亚马逊AWS官方博客
亚马逊云科技 WAF 部署小指南(二)使用经济实用的 Log Insights 进行日志分析
方案介绍
亚马逊云科技 WAF 是一个网页应用的防火墙服务。它能帮助保护您的网页应用或网页 API 应对常见的网页攻击。在 WAF 部署小指南(一) 中,我们讨论了 WAF 的原理,如何使用 WAF,以及如何将 WAF 日志存储在 S3 中,并通过 Athena 进行查询。其优势在于成本低,但相应的缺点为查询所需人力成本较高。
那么如何简单快速地查看日志呢?这就是 WAF 部署小指南(二)、(三)、(四)中涉及到的内容了。当我们对于日志有查看单个日志、编译聚合报告、创建可视化内容和构建控制面板的需求,而对于实时性可以容忍分钟级别的延迟,并希望最大性价比。在这种情况下,我们可以参考本篇博客。如果对安全运营要求比较高,需要频繁进行 WAF 日志分析的场景。请参考 WAF 部署小指南(三)(四)的解决方案。
2021 年 12 月,亚马逊云科技 WAF 新增了可将日志直接发送到 CloudWatch Logs 日志组的功能。本博客旨在使用 CloudWatch Log 收集 WAF 日志,并使用 CloudWatch Logs Insights 直接在 WAF 控制台中搜索和分析 WAF 日志。
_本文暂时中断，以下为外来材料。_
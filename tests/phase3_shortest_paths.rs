//! Phase 3 tests: Dijkstra, Bellman-Ford and Floyd-Warshall.

use rand::Rng;

use graph_engine::algo::PathLookup;
use graph_engine::graph::builder::vertex;
use graph_engine::types::error::GraphError;
use graph_engine::{bellman_ford, dijkstra, floyd_warshall, Graph, GraphBuilder, Value};

const EPS: f64 = 1e-9;

fn abc(c_weight: f64) -> Graph {
    GraphBuilder::with_flags(true, true)
        .weighted_link("A", "B", 2.0)
        .weighted_link("B", "C", c_weight)
        .weighted_link("A", "C", 10.0)
        .build()
        .unwrap()
}

fn random_graph(vertices: usize, edges: usize) -> Graph {
    let mut rng = rand::thread_rng();
    let mut graph = Graph::new(true, true);
    let ids: Vec<_> = (0..vertices)
        .map(|i| graph.add_vertex(Value::from(i as i64)))
        .collect();
    for _ in 0..edges {
        let from = ids[rng.gen_range(0..vertices)];
        let to = ids[rng.gen_range(0..vertices)];
        graph.add_edge(from, to, rng.gen_range(0.0..10.0)).unwrap();
    }
    graph
}

// ==================== Dijkstra ====================

#[test]
fn test_dijkstra_prefers_cheaper_detour() {
    let graph = abc(3.0);
    let [a, b, c] = ["A", "B", "C"].map(|n| vertex(&graph, n).unwrap());
    let result = dijkstra(&graph, a).unwrap();

    assert_eq!(result.distance(a), Some(0.0));
    assert_eq!(result.distance(b), Some(2.0));
    assert_eq!(result.distance(c), Some(5.0));
    assert_eq!(result.path_to(c), Some(vec![a, b, c]));
}

#[test]
fn test_dijkstra_unreached_absent() {
    let mut graph = abc(3.0);
    let z = graph.add_vertex(Value::from("Z"));
    let a = vertex(&graph, "A").unwrap();
    let result = dijkstra(&graph, a).unwrap();
    assert_eq!(result.distance(z), None);
    assert_eq!(result.path_to(z), None);
    assert_eq!(result.distances().len(), 3);
}

#[test]
fn test_dijkstra_unweighted_uses_unit_weight() {
    let graph = GraphBuilder::new()
        .link("A", "B")
        .link("B", "C")
        .link("A", "C")
        .build()
        .unwrap();
    let a = vertex(&graph, "A").unwrap();
    let c = vertex(&graph, "C").unwrap();
    assert_eq!(dijkstra(&graph, a).unwrap().distance(c), Some(1.0));
}

#[test]
fn test_dijkstra_rejects_negative_weight() {
    let graph = abc(-100.0);
    let a = vertex(&graph, "A").unwrap();
    assert!(matches!(
        dijkstra(&graph, a),
        Err(GraphError::NegativeWeight { weight, .. }) if weight == -100.0
    ));
}

// ==================== Bellman-Ford ====================

#[test]
fn test_bellman_ford_negative_edge() {
    let graph = abc(-100.0);
    let [a, b, c] = ["A", "B", "C"].map(|n| vertex(&graph, n).unwrap());
    let result = bellman_ford(&graph, a).unwrap();

    assert!(!result.has_negative_cycle());
    assert_eq!(result.distance(c), Some(-98.0));
    assert_eq!(result.predecessor(c), Some(b));
    assert_eq!(result.path_to(c), PathLookup::Found(vec![a, b, c]));
}

#[test]
fn test_bellman_ford_negative_cycle_flood() {
    let mut graph = GraphBuilder::with_flags(true, true)
        .weighted_link("A", "B", 1.0)
        .weighted_link("B", "C", -3.0)
        .weighted_link("C", "B", 1.0)
        .weighted_link("C", "D", 1.0)
        .build()
        .unwrap();
    let e = graph.add_vertex(Value::from("E"));
    let [a, b, c, d] = ["A", "B", "C", "D"].map(|n| vertex(&graph, n).unwrap());
    let result = bellman_ford(&graph, a).unwrap();

    assert!(result.has_negative_cycle());
    assert_eq!(result.distance(a), Some(0.0));
    for id in [b, c, d] {
        assert_eq!(result.distance(id), Some(f64::NEG_INFINITY));
        assert!(result.cycle_reachable().contains(&id));
    }
    assert_eq!(result.distance(e), Some(f64::INFINITY));
    assert_eq!(result.path_to(d), PathLookup::ThroughNegativeCycle);
    assert_eq!(result.path_to(e), PathLookup::Unreachable);
}

#[test]
fn test_bellman_ford_floods_every_negative_cycle() {
    // Two disjoint negative cycles, both reachable from S.
    let graph = GraphBuilder::with_flags(true, true)
        .weighted_link("S", "A", 1.0)
        .weighted_link("A", "B", -2.0)
        .weighted_link("B", "A", 1.0)
        .weighted_link("S", "C", 1.0)
        .weighted_link("C", "D", -2.0)
        .weighted_link("D", "C", 1.0)
        .weighted_link("D", "T", 1.0)
        .weighted_link("S", "U", 4.0)
        .build()
        .unwrap();
    let [s, a, b, c, d, t, u] =
        ["S", "A", "B", "C", "D", "T", "U"].map(|n| vertex(&graph, n).unwrap());
    let result = bellman_ford(&graph, s).unwrap();

    assert!(result.has_negative_cycle());
    assert_eq!(result.distance(s), Some(0.0));
    assert_eq!(result.distance(u), Some(4.0));
    for id in [a, b, c, d, t] {
        assert_eq!(result.distance(id), Some(f64::NEG_INFINITY));
        assert!(result.cycle_reachable().contains(&id));
    }
    assert_eq!(result.cycle_reachable().len(), 5);
    assert_eq!(result.path_to(u), PathLookup::Found(vec![s, u]));
}

#[test]
fn test_bellman_ford_early_exit() {
    let graph = GraphBuilder::with_flags(true, true)
        .weighted_link("A", "B", 1.0)
        .weighted_link("B", "C", 1.0)
        .weighted_link("C", "D", 1.0)
        .weighted_link("D", "E", 1.0)
        .build()
        .unwrap();
    let a = vertex(&graph, "A").unwrap();
    let result = bellman_ford(&graph, a).unwrap();
    // Edges are listed in path order, so one pass settles everything.
    assert_eq!(result.passes(), 2);
}

#[test]
fn test_bellman_ford_single_vertex() {
    let mut graph = Graph::new(true, true);
    let a = graph.add_vertex(Value::from("A"));
    let result = bellman_ford(&graph, a).unwrap();
    assert_eq!(result.distance(a), Some(0.0));
    assert_eq!(result.passes(), 0);
    assert_eq!(result.path_to(a), PathLookup::Found(vec![a]));
}

#[test]
fn test_random_graphs_agree_with_dijkstra() {
    for _ in 0..20 {
        let graph = random_graph(25, 80);
        let start = graph.node_at(0).unwrap();
        let fast = dijkstra(&graph, start).unwrap();
        let general = bellman_ford(&graph, start).unwrap();
        assert!(!general.has_negative_cycle());

        for &id in graph.nodes() {
            let expected = general.distance(id).unwrap();
            match fast.distance(id) {
                Some(d) => assert!((d - expected).abs() < EPS, "{} vs {}", d, expected),
                None => assert_eq!(expected, f64::INFINITY),
            }
        }
    }
}

// ==================== Floyd-Warshall ====================

#[test]
fn test_floyd_warshall_basic() {
    let graph = abc(3.0);
    let [a, b, c] = ["A", "B", "C"].map(|n| vertex(&graph, n).unwrap());
    let matrix = floyd_warshall(&graph);

    assert_eq!(matrix.nodes(), &[a, b, c]);
    assert_eq!(matrix.get(a, c), Some(5.0));
    assert_eq!(matrix.get(b, b), Some(0.0));
    assert_eq!(matrix.get(c, a), Some(f64::INFINITY));
    assert_eq!(matrix.row(a), Some(&[0.0, 2.0, 5.0][..]));
    assert!(!matrix.has_negative_cycle());
}

#[test]
fn test_floyd_warshall_parallel_edges_keep_minimum() {
    let graph = GraphBuilder::with_flags(true, true)
        .weighted_link("A", "B", 7.0)
        .weighted_link("A", "B", 3.0)
        .build()
        .unwrap();
    let a = vertex(&graph, "A").unwrap();
    let b = vertex(&graph, "B").unwrap();
    assert_eq!(floyd_warshall(&graph).get(a, b), Some(3.0));
}

#[test]
fn test_floyd_warshall_negative_cycle() {
    let graph = GraphBuilder::with_flags(true, true)
        .weighted_link("A", "B", 1.0)
        .weighted_link("B", "A", -2.0)
        .build()
        .unwrap();
    assert!(floyd_warshall(&graph).has_negative_cycle());
}

#[test]
fn test_floyd_warshall_empty() {
    let matrix = floyd_warshall(&Graph::default());
    assert!(matrix.nodes().is_empty());
    assert!(!matrix.has_negative_cycle());
}

#[test]
fn test_random_graphs_floyd_agrees_with_bellman_ford() {
    for _ in 0..10 {
        let graph = random_graph(15, 40);
        let matrix = floyd_warshall(&graph);
        for &u in graph.nodes() {
            let row = bellman_ford(&graph, u).unwrap();
            for &v in graph.nodes() {
                let expected = row.distance(v).unwrap();
                let got = matrix.get(u, v).unwrap();
                if expected.is_infinite() {
                    assert_eq!(got, expected);
                } else {
                    assert!((got - expected).abs() < EPS);
                }
            }
        }
    }
}
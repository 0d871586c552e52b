use serde::{Deserialize, Serialize};

use crate::clustering::domain::identity::{IdentityId, MergedFrom};
use crate::shared::bounding_box::BoundingBox;
use crate::shared::detection::{Detection, Gender};
use crate::shared::time_range::TimeRange;

#[derive(Clone, Debug, Default, PartialEq, Serialize, Deserialize)]
pub struct Demographic {
    /// Majority gender among detections that reported one; `None` when
    /// nothing was reported or the vote is tied.
    pub gender: Option<Gender>,
    pub avg_age: Option<f64>,
    /// Most frequent per-detection dominant expression, tie-broken the same
    /// way as gender.
    #[serde(default)]
    pub expression: Option<String>,
}

/// The best shot for an identity plus the rectangle to cut from its frame.
#[derive(Clone, Debug, PartialEq, Serialize, Deserialize)]
pub struct Representative {
    pub detection: Detection,
    pub crop: BoundingBox,
}

/// Display-ready view of one identity, consumed by the presentation layer.
///
/// Self-contained and serializable, so callers can persist a result list
/// as-is.
#[derive(Clone, Debug, PartialEq, Serialize, Deserialize)]
pub struct IdentitySummary {
    pub id: IdentityId,
    pub label: String,
    pub detection_count: usize,
    pub representative: Representative,
    pub demographic: Demographic,
    pub appearances: Vec<f64>,
    pub time_ranges: Vec<TimeRange>,
    pub merged_from: Vec<MergedFrom>,
}

impl IdentitySummary {
    pub fn first_seen(&self) -> Option<f64> {
        self.appearances.first().copied()
    }

    pub fn last_seen(&self) -> Option<f64> {
        self.appearances.last().copied()
    }

    /// Sum of all coalesced range lengths. Single-sample ranges count as 0.
    pub fn screen_time_seconds(&self) -> f64 {
        self.time_ranges.iter().map(TimeRange::duration).sum()
    }
}
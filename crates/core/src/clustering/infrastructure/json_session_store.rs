use std::fs;
use std::path::{Path, PathBuf};

use thiserror::Error;

use crate::clustering::domain::clustering_session::{ClusteringSession, SessionSnapshot};
use crate::clustering::domain::identity_error::IdentityError;
use crate::shared::constants::SESSION_SNAPSHOT_VERSION;

#[derive(Error, Debug)]
pub enum SessionStoreError {
    #[error("failed to read session {path}: {source}")]
    Read {
        path: PathBuf,
        #[source]
        source: std::io::Error,
    },
    #[error("failed to write session {path}: {source}")]
    Write {
        path: PathBuf,
        #[source]
        source: std::io::Error,
    },
    #[error("malformed session {path}: {source}")]
    Parse {
        path: PathBuf,
        #[source]
        source: serde_json::Error,
    },
    #[error("failed to encode session: {0}")]
    Serialize(#[source] serde_json::Error),
    #[error("session {path} is inconsistent: {source}")]
    Restore {
        path: PathBuf,
        #[source]
        source: IdentityError,
    },
    #[error("session {path} has version {found}, expected {expected}")]
    UnsupportedVersion {
        path: PathBuf,
        found: u32,
        expected: u32,
    },
}

/// Saves and loads clustering sessions as pretty-printed JSON snapshots.
pub struct JsonSessionStore;

impl JsonSessionStore {
    /// Writes to a sibling temp file first, then renames over `path`, so
    /// an interrupted save never leaves a truncated snapshot behind.
    pub fn save(path: &Path, session: &ClusteringSession) -> Result<(), SessionStoreError> {
        let json = serde_json::to_string_pretty(&session.snapshot())
            .map_err(SessionStoreError::Serialize)?;
        let write_err = |source: std::io::Error| SessionStoreError::Write {
            path: path.to_path_buf(),
            source,
        };

        if let Some(parent) = path.parent().filter(|p| !p.as_os_str().is_empty()) {
            fs::create_dir_all(parent).map_err(write_err)?;
        }
        let tmp = path.with_extension("json.tmp");
        fs::write(&tmp, json).map_err(write_err)?;
        fs::rename(&tmp, path).map_err(write_err)?;

        log::info!(
            "Saved session with {} identities to {}",
            session.len(),
            path.display()
        );
        Ok(())
    }

    pub fn load(path: &Path) -> Result<ClusteringSession, SessionStoreError> {
        let json = fs::read_to_string(path).map_err(|source| SessionStoreError::Read {
            path: path.to_path_buf(),
            source,
        })?;
        let snapshot: SessionSnapshot =
            serde_json::from_str(&json).map_err(|source| SessionStoreError::Parse {
                path: path.to_path_buf(),
                source,
            })?;
        if snapshot.version != SESSION_SNAPSHOT_VERSION {
            return Err(SessionStoreError::UnsupportedVersion {
                path: path.to_path_buf(),
                found: snapshot.version,
                expected: SESSION_SNAPSHOT_VERSION,
            });
        }

        let session =
            ClusteringSession::restore(snapshot).map_err(|source| SessionStoreError::Restore {
                path: path.to_path_buf(),
                source,
            })?;
        log::info!(
            "Loaded session with {} identities from {}",
            session.len(),
            path.display()
        );
        Ok(session)
    }
}
use std::time::Duration;

use thiserror::Error;

use crate::shared::bounding_box::FrameSize;
use crate::shared::detection::Detection;

#[derive(Error, Debug)]
pub enum SourceError {
    /// The embedding extractor could not be brought up. Fatal for a run.
    #[error("detection model unavailable: {0}")]
    ModelUnavailable(String),
    /// One frame's seek or extraction missed its deadline. Recoverable.
    #[error("extraction at {timestamp:.2}s exceeded {}ms", deadline.as_millis())]
    ExtractionTimeout { timestamp: f64, deadline: Duration },
    /// Any other single-frame failure. Recoverable.
    #[error("extraction at {timestamp:.2}s failed: {message}")]
    Extraction { timestamp: f64, message: String },
}

/// What a source knows about the video once initialised.
#[derive(Clone, Copy, Debug, PartialEq)]
pub struct SourceInfo {
    pub duration_seconds: f64,
    pub frame_size: Option<FrameSize>,
}

/// Domain interface for the external seek + embed collaborator.
///
/// Implementations are stateful (an open decoder, a loaded model), hence
/// `&mut self`. `initialize` runs once before any frame is requested.
pub trait DetectionSource: Send {
    fn initialize(&mut self) -> Result<SourceInfo, SourceError>;

    /// Faces found in the frame at `timestamp` seconds; possibly none.
    fn extract(&mut self, timestamp: f64) -> Result<Vec<Detection>, SourceError>;

    /// Timestamps the source was already sampled at, if it dictates its
    /// own schedule (e.g. a replayed recording). `None` lets the caller
    /// sample at its configured interval.
    fn frame_timestamps(&self) -> Option<Vec<f64>> {
        None
    }
}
使用 CloudWatch Logs Insights,查看单个日志、编译聚合报告、创建可视化内容和构建控制面板。
内容简介
本文承接 WAF 部署小指南(一)中搭建测试环境的步骤后,并通过后续两个步骤展示如何使用 CloudWatch Logs Insights。
- 先决条件:参考 WAF 部署小指南(一)中步骤一至步骤四,搭建并配置实验环境。包括创建 WAF 的 Web ACL,创建测试用的 ALB 及 Web 服务器,关联 Web ACL 与 ALB,及调整 WAF 规则。
- 步骤五:打开 WAF 日志设置并存储至 CloudWatch Logs 日志组中。
- 步骤六:使用 CloudWatch Logs Insights 搜索分析日志。
架构图:
先决条件
我们可以先参考 WAF 部署小指南(一)的步骤一到四搭建并配置实验环境,包括:
- 步骤一:创建 WAF 的 Web ACL。
- 步骤二:创建一个测试用的 Web 服务器和 ALB 以测试 WAF 的防护效果。
- 步骤三:把我们创建的 Web ACL 与步骤二创建的 ALB 关联起来,以使 WAF 防护功能生效。
- 步骤四:对 WAF 规则做一些常用的配置调整。
步骤五. 启用日志
WAF 日志搜集和处理有多种选择。这里介绍 CloudWatch Logs 的方法。这种方法适用于当我们对于日志有查看单个日志、编译聚合报告、创建可视化内容和构建控制面板的需求,而对于实时性可以容忍分钟级别的延迟时。
- 启用 WAF 日志:
在日志记录选择方面,我们选择直接把日志放入 CloudWatch Logs log group。
然后我们需要创建一个 CloudWatch Logs log group,注意桶名必须以 aws-waf-logs-开始。否则我们在下拉框里就看不到这个新建的 log group。
完成后点击 Next,WAF 日志就会随后送到这个指定的 log group 了。
要查看 WAF 日志,我们可以去 CloudWatch Log Insights 查看,如下图。使用 Query 语句进行查看即可。
对于 query 语句,我们也提供了一些事例,当然您也可以根据自己的需要编写。
如果需要查看详细日志,只需要点击检索出来的日志条目即可展开,查看详细日志。
如需生成可视化图表,可以点击 Visualization,即可展示图表:
小结
通过以上步骤,我们完成了将 WAF 日志存储在 CloudWatch Logs 中,并能够使用 CloudWatch Log Insights 进行日志的查询。可以满足查看单个日志、编译聚合报告、创建可视化内容和构建控制面板的近实时需求。如果需要更多的定制化和更丰富的报表,可以参考 WAF 部署小指南(三)、(四) ,使用 OpenSearch 对于日志进行存储和分析。